Early in my career I had the opportunity to assess and consolidate a number of functional business models for a client- boiling down the common and unique elements to create an integrated, enterprise-wide business model. Recently there is some research pointing not only to a simple model of the critical moving parts, but also insight into common stages of maturity relevant to business models and implications for leaders and managers driving innovation. Let’s begin with a common framework for thinking about the key elements of a business model.
Business model framework: A common vocabulary
Since at least 2008, Professor Christensen at Harvard’s business school has been advocating for a four-part, integrated business model. The following provides a quick introductory overview of the four, rather intuitive elements of this model. These definitions are from “The Hard Truth About Business Model Innovation” MITSloan Management Review, Fall 2016.
Customer Value Proposition A product that helps a customer to more effectively, conveniently, and affordably do a job they’ve been trying to do (Note: A “customer’s job” is a technique to better understand value to the customer- “creating ¼ inch holes” are the value versus “buying ¼ inch drill bits”)
Resources People, technology, products, facilities, equipment, brands and cash required to deliver this value proposition to targeted customers
Processes Ways of working together to address recurrent tasks in a consistent way: training, development, manufacturing, budgeting, planning, etc.
Profit Formula Assets and fixed cost structure, and the margins and velocity required to cover them
All four of the elements are interdependent. Any change in one will require an adjustment in the other three. The interdependencies provide much of the power and understanding this model. These pathways also enable the framework’s use as an analytic frame to enhance understanding of the implications of innovation and of supporting change.
Note in the graphic “Our preferred framework,” the left stack of Value Proposition and Profit Formula represent entity “Priorities.” With the right stack of Resources and Processes representing “Capabilities.”
Driving to an actionable level
In order to be actionable, we need to understand and align the capabilities side of the model, and how those capabilities link to the customer value proposition and the profit formula. From our work in a number of industries, the “General Management Framework” can provide a analytic framework for the next step into the details of aligning resources and processes.
Distribution Channels are how you “sell into” your target segments depending on needs and preferences.

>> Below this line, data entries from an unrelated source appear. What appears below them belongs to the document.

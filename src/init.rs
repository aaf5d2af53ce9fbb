//! Boot sequence: brings every component up in dependency order and hands
//! off to the scheduler. This is component 14 — the only module that knows
//! the full ordering, so every other module's init function can stay
//! ignorant of what runs before or after it.
//!
//! Runs entirely in ring 0, before any task exists, which is also why the
//! per-tty shells are seeded directly through
//! [`crate::process::exec::spawn_initial`] rather than by a "real" init
//! task issuing `fork`/`execve` through the call gate — there is nothing
//! dispatched yet to issue those syscalls from.

use crate::memory::{frame, heap, vmem, PAGE_SIZE};
use crate::multiboot::BootInfo;
use crate::process::{scheduler, KERNEL_STACK_PAGES};

/// Path of the program every virtual terminal starts a shell from.
const SHELL_PATH: &str = "/shell.elf";

/// Brings the kernel up and dispatches the first task. Never returns.
///
/// # Safety
///
/// Must be called exactly once, immediately on entry to [`crate::kernel_main`],
/// with `boot_info_ptr` pointing at the structure the loader left in place.
pub unsafe fn start(boot_info_ptr: *const BootInfo) -> ! {
	crate::logger::init();
	log::info!("booting");

	let boot_info = BootInfo::from_ptr(boot_info_ptr);

	frame::init(boot_info);
	vmem::init();
	heap::init();
	log::info!("memory: {} pages total", frame::total_pages());

	crate::gdt::init(crate::idt::gate::syscall_entry);
	crate::idt::init();
	crate::pit::init();
	crate::idt::pic::unmask(1); // keyboard

	mount_filesystems();

	crate::tty::console::init();
	log::info!("console ready, {} virtual terminals", crate::tty::NUM_TTYS);

	// `ljmp`/`lcall` to a TSS selector only ever *saves* the outgoing task's
	// live state — into whichever TSS the task register currently names —
	// so TR must point at some valid, disposable TSS before the very first
	// `dispatch()` runs. This anchor is never enqueued and never targeted
	// again; the first real task switch simply abandons it.
	let bootstrap_slot = slot_from_selector(crate::gdt::alloc_kernel_tss(0, 0, 0));
	crate::gdt::load_initial_tr(bootstrap_slot);

	let idle_slot = spawn_idle_task();
	scheduler::set_idle_tss_slot(idle_slot);

	spawn_shells();

	crate::device::storage::pata::notify_scheduler_running();

	core::arch::asm!("sti", options(nomem, nostack));
	scheduler::dispatch();
	crate::debug::breach(format_args!("dispatch returned to init"));
}

/// Detects the first FAT16 partition on the primary ATA drive, mounts it at
/// the tree's root, and mounts the device filesystem at `/dev`.
fn mount_filesystems() {
	let partition = crate::device::storage::mbr::detect_fat16()
		.expect("MBR read failed")
		.expect("no FAT16 partition found");
	let fs = crate::fs::fat16::mount(partition.lba_start)
		.expect("failed to mount root filesystem");
	crate::fs::fat16::install(fs);
	crate::fs::mount("/", crate::fs::MountKind::Fat16);
	crate::fs::mount("/dev", crate::fs::MountKind::Dev);
	log::info!("mounted FAT16 root at lba {}", partition.lba_start);
}

/// Allocates a kernel stack and a ring-0 TSS for the idle task and returns
/// its TSS slot index. The idle task never appears in any scheduler queue;
/// [`scheduler::dispatch`] falls back to it whenever the ready queue is
/// empty.
fn spawn_idle_task() -> usize {
	let kstack_phys = frame::alloc_frames(KERNEL_STACK_PAGES).expect("no memory for idle stack");
	let kstack_top = (kstack_phys + KERNEL_STACK_PAGES * PAGE_SIZE) as u32;
	let selector = crate::gdt::alloc_kernel_tss(kstack_top, vmem::kernel_pd_phys(), idle_loop as u32);
	slot_from_selector(selector)
}

/// Recovers a TSS pool slot index from the GDT selector [`crate::gdt::alloc_tss`]-family
/// functions return.
fn slot_from_selector(selector: u16) -> usize {
	((selector as usize) - crate::gdt::TSS_BASE_OFFSET) / 8
}

/// Body of the idle task: halts until the next interrupt, forever. Runs in
/// ring 0 with interrupts enabled, so the timer tick can always preempt it
/// once a real task becomes ready.
extern "C" fn idle_loop() -> ! {
	loop {
		unsafe {
			core::arch::asm!("sti; hlt", options(nostack, nomem));
		}
	}
}

/// Spawns one shell task per virtual terminal, each execing
/// [`SHELL_PATH`] with `argv = ["/shell.elf", "tty:<minor>"]`.
///
/// `NUM_TTYS` is small enough that minors are always single digits, so the
/// argument is built by hand rather than pulling in `alloc::format!` this
/// early in boot.
fn spawn_shells() {
	for minor in 0..crate::tty::NUM_TTYS {
		let buf = [b't', b't', b'y', b':', b'0' + minor as u8];
		let arg = core::str::from_utf8(&buf).unwrap();
		match crate::process::exec::spawn_initial(SHELL_PATH, &[SHELL_PATH, arg]) {
			Ok(pid) => log::info!("spawned shell pid {} on tty:{}", pid, minor),
			Err(e) => log::error!("failed to spawn shell for tty:{}: {}", minor, e),
		}
	}
}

The Internet has brought another distribution channel into play causing some companies to compete directly with their customers.
Offering is the combination of your products and services. Think of this as the Customer Value Proposition.
People and Capabilities represents most of your business’ assets including people, processes, technology and physical infrastructure, brand, industry relationships, patents, intellectual property, and many, many others.
Organization quite simply defines the structure, roles and scope of the departments, divisions, functions that make up your business.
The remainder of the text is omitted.